The Monash Institute of Pharmaceutical Sciences (MIPS) is a dynamic, innovative and ambitious research institute, comprising over 400 scientists engaged in research in drug discovery, design, delivery and use. As part of the top ranked Pharmacy Faculty in the Asia Pacific, we collaborate with leading pharmaceutical partners and our discoveries have impact worldwide. Our therapeutic strengths lie in neuroscience and mental health, cardiovascular and metabolic health and global health. We are committed to research translation and have made major contributions to collaborative drug discovery programs that have progressed more than 30 novel drug candidates into clinical development.
What do we do?
Our expertise lies in the discovery and development of new medicines and in understanding how medicines are best utilised in hospitals, in the community and in specialised settings like aged care.
In spite of huge advances in health care, including the discovery of life saving medicines such as those for high blood pressure, HIV and many bacterial infections, there remain many diseases and conditions that are poorly treated and cause suffering and death around the world.

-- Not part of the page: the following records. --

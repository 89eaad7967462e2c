//! EnsureProfileHandler - default profile bootstrap on first sign-in.
//!
//! When a previously-unknown identity signs in, a default profile is
//! written unless one already exists. The existence check makes the hook
//! safe to deliver more than once.

use std::sync::Arc;

use chrono::Utc;

use crate::domain::foundation::SubjectId;
use crate::domain::user::{display_name_from_email, UserProfile};
use crate::ports::{DocumentStore, StoreError};

/// Fallback display name when the identity carries neither a name nor an
/// email.
const FALLBACK_DISPLAY_NAME: &str = "Usuario";

/// Identity attributes delivered by the sign-in hook.
#[derive(Debug, Clone)]
pub struct EnsureProfileCommand {
    pub subject_id: SubjectId,
    pub email: Option<String>,
    pub display_name: Option<String>,
}

/// Whether the profile was created or already present.
#[derive(Debug, Clone, Copy, PartialEq, Eq)]
pub enum EnsureProfileResult {
    Created,
    AlreadyExists,
}

/// Handler for the identity-creation side effect.
pub struct EnsureProfileHandler {
    store: Arc<dyn DocumentStore>,
}

impl EnsureProfileHandler {
    pub fn new(store: Arc<dyn DocumentStore>) -> Self {
        Self { store }
    }

    pub async fn handle(
        &self,
        cmd: EnsureProfileCommand,
    ) -> Result<EnsureProfileResult, StoreError> {
        let path = format!("users/{}", cmd.subject_id);

        match self.store.get_document(&path).await {
            Ok(_) => {
                tracing::debug!(subject_id = %cmd.subject_id, "profile already exists; skipping bootstrap");
                return Ok(EnsureProfileResult::AlreadyExists);
            }
            Err(StoreError::NotFound) => {}
            Err(e) => return Err(e),
        }

        let email = cmd.email.unwrap_or_default();
        let name = cmd
            .display_name
            .filter(|n| !n.trim().is_empty())
            .unwrap_or_else(|| {
                if email.is_empty() {
                    FALLBACK_DISPLAY_NAME.to_string()
                } else {
                    display_name_from_email(&email).to_string()
                }
            });

        let profile = UserProfile::with_defaults(name, email, Utc::now());
        let doc = serde_json::to_value(profile)
            .map_err(|e| StoreError::backend(e.to_string()))?;
        self.store.set_document(&path, &doc).await?;

        tracing::info!(subject_id = %cmd.subject_id, "default profile created");
        Ok(EnsureProfileResult::Created)
    }
}

#[cfg(test)]
mod tests {
    use super::*;
    use crate::adapters::store::InMemoryDocumentStore;
    use serde_json::json;

    fn cmd(email: Option<&str>, name: Option<&str>) -> EnsureProfileCommand {
        EnsureProfileCommand {
            subject_id: SubjectId::new("uid-9").unwrap(),
            email: email.map(str::to_string),
            display_name: name.map(str::to_string),
        }
    }

    #[tokio::test]
    async fn creates_default_profile_for_unknown_identity() {
        let store = Arc::new(InMemoryDocumentStore::new());
        let handler = EnsureProfileHandler::new(store.clone());

        let result = handler.handle(cmd(Some("leo@example.com"), None)).await.unwrap();

        assert_eq!(result, EnsureProfileResult::Created);
        let doc = store.get_sync("users/uid-9").unwrap();
        assert_eq!(doc["name"], "leo");
        assert_eq!(doc["role"], "user");
        assert_eq!(doc["plan_id"], "free");
        assert_eq!(doc["zona_horaria"], "UTC");
        assert_eq!(doc["is_active"], true);
        assert!(doc["plan_expires_at"].is_null());
    }

    #[tokio::test]
    async fn existing_profile_is_left_untouched() {
        let store = Arc::new(InMemoryDocumentStore::new());
        store.insert("users/uid-9", json!({"name": "custom", "plan_id": "premium"}));
        let handler = EnsureProfileHandler::new(store.clone());

        let result = handler.handle(cmd(Some("leo@example.com"), None)).await.unwrap();

        assert_eq!(result, EnsureProfileResult::AlreadyExists);
        let doc = store.get_sync("users/uid-9").unwrap();
        assert_eq!(doc["plan_id"], "premium");
    }

    #[tokio::test]
    async fn falls_back_to_generic_name_without_email() {
        let store = Arc::new(InMemoryDocumentStore::new());
        let handler = EnsureProfileHandler::new(store.clone());

        handler.handle(cmd(None, None)).await.unwrap();

        let doc = store.get_sync("users/uid-9").unwrap();
        assert_eq!(doc["name"], "Usuario");
        assert_eq!(doc["email"], "");
    }

    #[tokio::test]
    async fn prefers_supplied_display_name() {
        let store = Arc::new(InMemoryDocumentStore::new());
        let handler = EnsureProfileHandler::new(store.clone());

        handler
            .handle(cmd(Some("leo@example.com"), Some("Leo M")))
            .await
            .unwrap();

        let doc = store.get_sync("users/uid-9").unwrap();
        assert_eq!(doc["name"], "Leo M");
    }
}
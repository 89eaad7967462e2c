//! Firestore REST document store adapter.
//!
//! Implements `DocumentStore` against the Firestore REST API
//! (`projects/{p}/databases/(default)/documents/...`). Merge semantics use
//! an `updateMask` listing the top-level fields being written; listing
//! paginates with `nextPageToken`.

use std::time::Duration;

use async_trait::async_trait;
use reqwest::StatusCode;
use secrecy::{ExposeSecret, SecretString};
use serde_json::Value;

use crate::ports::{DocumentStore, StoreError};

use super::value::{from_firestore_document, to_firestore_document};

/// Default Firestore REST endpoint.
const DEFAULT_BASE_URL: &str = "https://firestore.googleapis.com/v1";

/// Page size for collection listing.
const LIST_PAGE_SIZE: u32 = 1000;

/// Firestore connection configuration.
#[derive(Clone)]
pub struct FirestoreConfig {
    project_id: String,
    access_token: SecretString,
    base_url: String,
    timeout: Duration,
}

impl FirestoreConfig {
    pub fn new(project_id: impl Into<String>, access_token: SecretString) -> Self {
        Self {
            project_id: project_id.into(),
            access_token,
            base_url: DEFAULT_BASE_URL.to_string(),
            timeout: Duration::from_secs(10),
        }
    }

    /// Set a custom API base URL (for testing).
    pub fn with_base_url(mut self, url: impl Into<String>) -> Self {
        self.base_url = url.into();
        self
    }

    /// Set the per-request timeout.
    pub fn with_timeout(mut self, timeout: Duration) -> Self {
        self.timeout = timeout;
        self
    }
}

/// Firestore-backed document store.
pub struct FirestoreDocumentStore {
    config: FirestoreConfig,
    http_client: reqwest::Client,
}

impl FirestoreDocumentStore {
    pub fn new(config: FirestoreConfig) -> Result<Self, StoreError> {
        let http_client = reqwest::Client::builder()
            .timeout(config.timeout)
            .build()
            .map_err(|e| StoreError::backend(e.to_string()))?;
        Ok(Self {
            config,
            http_client,
        })
    }

    fn document_url(&self, path: &str) -> String {
        format!(
            "{}/projects/{}/databases/(default)/documents/{}",
            self.config.base_url, self.config.project_id, path
        )
    }

    fn bearer(&self) -> String {
        format!("Bearer {}", self.config.access_token.expose_secret())
    }

    async fn check(
        &self,
        response: reqwest::Response,
    ) -> Result<reqwest::Response, StoreError> {
        if response.status() == StatusCode::NOT_FOUND {
            return Err(StoreError::NotFound);
        }
        if !response.status().is_success() {
            let status = response.status();
            let body = response.text().await.unwrap_or_default();
            return Err(StoreError::backend(format!("{}: {}", status, body)));
        }
        Ok(response)
    }
}

#[async_trait]
impl DocumentStore for FirestoreDocumentStore {
    async fn get_document(&self, path: &str) -> Result<Value, StoreError> {
        let response = self
            .http_client
            .get(self.document_url(path))
            .header("Authorization", self.bearer())
            .send()
            .await
            .map_err(|e| StoreError::backend(e.to_string()))?;
        let response = self.check(response).await?;
        let body: Value = response
            .json()
            .await
            .map_err(|e| StoreError::backend(e.to_string()))?;
        Ok(from_firestore_document(&body))
    }

    async fn set_document(&self, path: &str, doc: &Value) -> Result<(), StoreError> {
        let response = self
            .http_client
            .patch(self.document_url(path))
            .header("Authorization", self.bearer())
            .json(&to_firestore_document(doc))
            .send()
            .await
            .map_err(|e| StoreError::backend(e.to_string()))?;
        self.check(response).await.map(|_| ())
    }

    async fn merge_document(&self, path: &str, fields: &Value) -> Result<(), StoreError> {
        let mask: Vec<(String, String)> = fields
            .as_object()
            .map(|o| {
                o.keys()
                    .map(|k| ("updateMask.fieldPaths".to_string(), k.clone()))
                    .collect()
            })
            .unwrap_or_default();

        let response = self
            .http_client
            .patch(self.document_url(path))
            .query(&mask)
            .header("Authorization", self.bearer())
            .json(&to_firestore_document(fields))
            .send()
            .await
            .map_err(|e| StoreError::backend(e.to_string()))?;
        self.check(response).await.map(|_| ())
    }

    async fn delete_document(&self, path: &str) -> Result<(), StoreError> {
        let response = self
            .http_client
            .delete(self.document_url(path))
            .header("Authorization", self.bearer())
            .send()
            .await
            .map_err(|e| StoreError::backend(e.to_string()))?;
        self.check(response).await.map(|_| ())
    }

    async fn list_document_ids(&self, collection: &str) -> Result<Vec<String>, StoreError> {
        let mut ids = Vec::new();
        let mut page_token: Option<String> = None;

        loop {
            let mut query: Vec<(String, String)> =
                vec![("pageSize".to_string(), LIST_PAGE_SIZE.to_string())];
            if let Some(token) = &page_token {
                query.push(("pageToken".to_string(), token.clone()));
            }

            let response = self
                .http_client
                .get(self.document_url(collection))
                .query(&query)
                .header("Authorization", self.bearer())
                .send()
                .await
                .map_err(|e| StoreError::backend(e.to_string()))?;
            let response = self.check(response).await?;
            let body: Value = response
                .json()
                .await
                .map_err(|e| StoreError::backend(e.to_string()))?;

            if let Some(documents) = body.get("documents").and_then(Value::as_array) {
                for doc in documents {
                    // Document names are full resource paths; the id is the
                    // final segment.
                    if let Some(id) = doc
                        .get("name")
                        .and_then(Value::as_str)
                        .and_then(|name| name.rsplit('/').next())
                    {
                        ids.push(id.to_string());
                    }
                }
            }

            match body.get("nextPageToken").and_then(Value::as_str) {
                Some(token) if !token.is_empty() => page_token = Some(token.to_string()),
                _ => break,
            }
        }

        Ok(ids)
    }
}
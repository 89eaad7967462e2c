//! Admin authorization guard.
//!
//! Resolves a bearer credential to a subject id and confirms the stored
//! profile carries the admin role. Read-only; must run before any mutation
//! in the provisioning endpoints.

use std::sync::Arc;

use thiserror::Error;

use crate::domain::foundation::SubjectId;
use crate::domain::user::ADMIN_ROLE;
use crate::ports::{DocumentStore, IdentityError, IdentityProvider, StoreError};

/// Authorization failures, ordered by how far the request got.
#[derive(Debug, Clone, Error)]
pub enum GuardError {
    /// The Authorization header is missing or not a Bearer credential.
    #[error("missing or malformed authorization header")]
    Unauthenticated,

    /// The credential failed verification (expired or malformed).
    #[error("invalid or expired credential")]
    InvalidCredential,

    /// The subject is authenticated but its profile is missing or its role
    /// is not admin.
    #[error("subject is not an administrator")]
    Forbidden,

    /// A collaborator failed while resolving the subject or its role.
    #[error("authorization check failed: {0}")]
    Internal(String),
}

/// Guard for the admin mutation endpoints.
pub struct AdminGuard {
    identity: Arc<dyn IdentityProvider>,
    store: Arc<dyn DocumentStore>,
}

impl AdminGuard {
    pub fn new(identity: Arc<dyn IdentityProvider>, store: Arc<dyn DocumentStore>) -> Self {
        Self { identity, store }
    }

    /// Authorize the caller from its raw `Authorization` header value.
    pub async fn authorize(
        &self,
        authorization: Option<&str>,
    ) -> Result<SubjectId, GuardError> {
        let token = authorization
            .and_then(|h| h.strip_prefix("Bearer "))
            .map(str::trim)
            .filter(|t| !t.is_empty())
            .ok_or(GuardError::Unauthenticated)?;

        let subject_id = self.identity.verify_token(token).await.map_err(|e| match e {
            IdentityError::InvalidCredential => GuardError::InvalidCredential,
            other => {
                tracing::error!(error = %other, "identity verification failed");
                GuardError::Internal(other.to_string())
            }
        })?;

        match self
            .store
            .get_document(&format!("users/{}", subject_id))
            .await
        {
            Ok(profile) if profile.get("role").and_then(|r| r.as_str()) == Some(ADMIN_ROLE) => {
                Ok(subject_id)
            }
            Ok(_) | Err(StoreError::NotFound) => {
                tracing::warn!(subject_id = %subject_id, "non-admin subject rejected");
                Err(GuardError::Forbidden)
            }
            Err(e) => {
                tracing::error!(subject_id = %subject_id, error = %e, "role lookup failed");
                Err(GuardError::Internal(e.to_string()))
            }
        }
    }
}

#[cfg(test)]
mod tests {
    use super::*;
    use crate::adapters::identity::MockIdentityProvider;
    use crate::adapters::store::InMemoryDocumentStore;
    use serde_json::json;

    fn guard_with(role: Option<&str>) -> AdminGuard {
        let identity = MockIdentityProvider::new();
        identity.register_token("good-token", "uid-1");
        let store = InMemoryDocumentStore::new();
        if let Some(role) = role {
            store.insert("users/uid-1", json!({"role": role, "email": "a@b.c"}));
        }
        AdminGuard::new(Arc::new(identity), Arc::new(store))
    }

    #[tokio::test]
    async fn missing_header_is_unauthenticated() {
        let guard = guard_with(Some("admin"));
        assert!(matches!(
            guard.authorize(None).await,
            Err(GuardError::Unauthenticated)
        ));
    }

    #[tokio::test]
    async fn non_bearer_header_is_unauthenticated() {
        let guard = guard_with(Some("admin"));
        assert!(matches!(
            guard.authorize(Some("Basic abc")).await,
            Err(GuardError::Unauthenticated)
        ));
    }

    #[tokio::test]
    async fn unknown_token_is_invalid_credential() {
        let guard = guard_with(Some("admin"));
        assert!(matches!(
            guard.authorize(Some("Bearer bad-token")).await,
            Err(GuardError::InvalidCredential)
        ));
    }

    #[tokio::test]
    async fn non_admin_role_is_forbidden() {
        let guard = guard_with(Some("user"));
        assert!(matches!(
            guard.authorize(Some("Bearer good-token")).await,
            Err(GuardError::Forbidden)
        ));
    }

    #[tokio::test]
    async fn missing_profile_is_forbidden() {
        let guard = guard_with(None);
        assert!(matches!(
            guard.authorize(Some("Bearer good-token")).await,
            Err(GuardError::Forbidden)
        ));
    }

    #[tokio::test]
    async fn admin_role_authorizes() {
        let guard = guard_with(Some("admin"));
        let subject = guard.authorize(Some("Bearer good-token")).await.unwrap();
        assert_eq!(subject.as_str(), "uid-1");
    }
}
//! Configuration error types

use thiserror::Error;

/// Errors that can occur during configuration loading
#[derive(Debug, Error)]
pub enum ConfigError {
    #[error("Configuration loading failed: {0}")]
    LoadError(#[from] config::ConfigError),

    #[error("Validation failed: {0}")]
    ValidationFailed(#[from] ValidationError),
}

/// Errors that can occur during configuration validation
#[derive(Debug, Error)]
pub enum ValidationError {
    #[error("Required configuration missing: {0}")]
    MissingRequired(&'static str),

    #[error("Invalid port number")]
    InvalidPort,

    #[error("Invalid request timeout")]
    InvalidTimeout,

    #[error("Invalid JWKS cache duration")]
    InvalidJwksCacheDuration,

    #[error("Invalid gateway access token format")]
    InvalidGatewayToken,
}
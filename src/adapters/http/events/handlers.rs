//! HTTP handlers for identity lifecycle events.
//!
//! The identity provider calls `/events/user-created` when an account
//! signs up through the app (as opposed to being provisioned by an
//! admin). The hook bootstraps a default profile if one is not already
//! present.

use std::sync::Arc;

use axum::extract::State;
use axum::http::StatusCode;
use axum::response::IntoResponse;
use axum::Json;
use serde::{Deserialize, Serialize};

use crate::application::provisioning::{
    EnsureProfileCommand, EnsureProfileHandler, EnsureProfileResult,
};
use crate::domain::foundation::SubjectId;
use crate::ports::DocumentStore;

/// Shared dependencies for the events surface.
#[derive(Clone)]
pub struct EventsAppState {
    pub store: Arc<dyn DocumentStore>,
}

impl EventsAppState {
    pub fn ensure_profile_handler(&self) -> EnsureProfileHandler {
        EnsureProfileHandler::new(self.store.clone())
    }
}

/// Payload delivered by the identity provider on account creation.
#[derive(Debug, Clone, Deserialize)]
#[serde(rename_all = "camelCase")]
pub struct UserCreatedEvent {
    pub uid: String,
    #[serde(default)]
    pub email: Option<String>,
    #[serde(default)]
    pub display_name: Option<String>,
}

#[derive(Debug, Serialize)]
pub struct UserCreatedResponse {
    pub created: bool,
}

/// POST /events/user-created - bootstrap a default profile.
pub async fn handle_user_created(
    State(state): State<EventsAppState>,
    Json(event): Json<UserCreatedEvent>,
) -> impl IntoResponse {
    let subject_id = match SubjectId::new(event.uid) {
        Ok(id) => id,
        Err(_) => {
            return (
                StatusCode::BAD_REQUEST,
                Json(serde_json::json!({"error": "missing_uid"})),
            )
                .into_response();
        }
    };

    let cmd = EnsureProfileCommand {
        subject_id,
        email: event.email,
        display_name: event.display_name,
    };

    match state.ensure_profile_handler().handle(cmd).await {
        Ok(result) => Json(UserCreatedResponse {
            created: result == EnsureProfileResult::Created,
        })
        .into_response(),
        Err(e) => {
            tracing::error!(error = %e, "profile bootstrap failed");
            (
                StatusCode::INTERNAL_SERVER_ERROR,
                Json(serde_json::json!({"error": "internal_error"})),
            )
                .into_response()
        }
    }
}
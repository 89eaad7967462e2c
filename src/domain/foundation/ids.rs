//! Strongly-typed identifier value objects.

use serde::{Deserialize, Serialize};
use std::fmt;

use super::ValidationError;

/// Unique identifier for a user identity (the auth provider's subject id).
#[derive(Debug, Clone, PartialEq, Eq, Hash, Serialize, Deserialize)]
#[serde(transparent)]
pub struct SubjectId(String);

impl SubjectId {
    /// Creates a new SubjectId, returning error if empty.
    pub fn new(id: impl Into<String>) -> Result<Self, ValidationError> {
        let id = id.into();
        if id.trim().is_empty() {
            return Err(ValidationError::empty_field("subject_id"));
        }
        Ok(Self(id))
    }

    /// Returns the inner string slice.
    pub fn as_str(&self) -> &str {
        &self.0
    }
}

impl fmt::Display for SubjectId {
    fn fmt(&self, f: &mut fmt::Formatter<'_>) -> fmt::Result {
        write!(f, "{}", self.0)
    }
}

/// Identifier assigned to a payment by the external gateway.
///
/// The gateway delivers this as either a JSON string or a number; it is
/// always coerced to a string so `payments/{id}` keys are stable.
#[derive(Debug, Clone, PartialEq, Eq, Hash, Serialize, Deserialize)]
#[serde(transparent)]
pub struct PaymentId(String);

impl PaymentId {
    /// Creates a new PaymentId, returning error if empty.
    pub fn new(id: impl Into<String>) -> Result<Self, ValidationError> {
        let id = id.into();
        if id.trim().is_empty() {
            return Err(ValidationError::empty_field("payment_id"));
        }
        Ok(Self(id))
    }

    /// Coerces a JSON value (string or number) into a PaymentId.
    pub fn from_json(value: &serde_json::Value) -> Option<Self> {
        match value {
            serde_json::Value::String(s) => Self::new(s.clone()).ok(),
            serde_json::Value::Number(n) => Self::new(n.to_string()).ok(),
            _ => None,
        }
    }

    /// Returns the inner string slice.
    pub fn as_str(&self) -> &str {
        &self.0
    }
}

impl fmt::Display for PaymentId {
    fn fmt(&self, f: &mut fmt::Formatter<'_>) -> fmt::Result {
        write!(f, "{}", self.0)
    }
}
//! Error types for the domain layer.

use thiserror::Error;

/// Errors that occur during value object construction.
#[derive(Debug, Clone, Error)]
pub enum ValidationError {
    #[error("Field '{field}' cannot be empty")]
    EmptyField { field: String },

    #[error("Field '{field}' has invalid format: {reason}")]
    InvalidFormat { field: String, reason: String },
}

impl ValidationError {
    /// Creates an empty field validation error.
    pub fn empty_field(field: impl Into<String>) -> Self {
        ValidationError::EmptyField {
            field: field.into(),
        }
    }

    /// Creates an invalid format validation error.
    pub fn invalid_format(field: impl Into<String>, reason: impl Into<String>) -> Self {
        ValidationError::InvalidFormat {
            field: field.into(),
            reason: reason.into(),
        }
    }
}
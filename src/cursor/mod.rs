//! Cursor module
//!
//! A cursor is the client-side handle to one server-paginated AQL result
//! stream: it holds the current batch of rows in memory, tracks how far the
//! caller has consumed it, and fetches the next batch from the server on
//! demand.
//!
//! # Overview
//!
//! [`Rows`] is the iteration API to reach for: a lazy, single-pass sequence
//! of decoded rows with transparent batch refill and errors as values. The
//! `fetch_one` / `fetch_next` / `next` methods predate it and are kept for
//! call-style compatibility; their individual quirks are documented on each
//! method.

mod handle;
mod rows;
mod types;

pub use handle::Cursor;
pub use rows::Rows;
pub use types::{CursorExtra, CursorResponse, CursorStats};

#[cfg(test)]
mod tests;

These include recently identified threats such as COVID-19, but also well-known diseases such as cancer, depression, schizophrenia, Alzheimer’s disease, diabetes, malaria, tuberculosis and many more. These outstanding unmet medical needs drive our researchers every day to seek new medicines and improved treatments to enhance the lives of patients within Australia and across the world.
How does drug discovery work?
At the simplest level drug discovery and development is the science of:
- Identifying a biological process that is changed in disease and that can be altered to reverse the disease process (drug discovery biology)
- Identifying and synthesising molecules that can stimulate this reversal (medicinal chemistry)
- Designing into this molecule the characteristics that also allow it to be absorbed into the body after dosing, avoid breakdown (metabolism) and maintain concentrations in the body for long enough to have the desired effect, and ultimately be safely eliminated (lead optimisation)
- Developing a product (e.g. tablet, capsule, injection, inhaled product) to deliver the molecule to the right place (e.g tumour, lungs, heart) for the right period of time to allow safe, effective, and convenient dosing to patients (drug formulation and delivery).
This process occurs under perhaps the strictest regulatory framework in the world to ensure both safety and efficacy when a new drug is ultimately approved and administered to patients.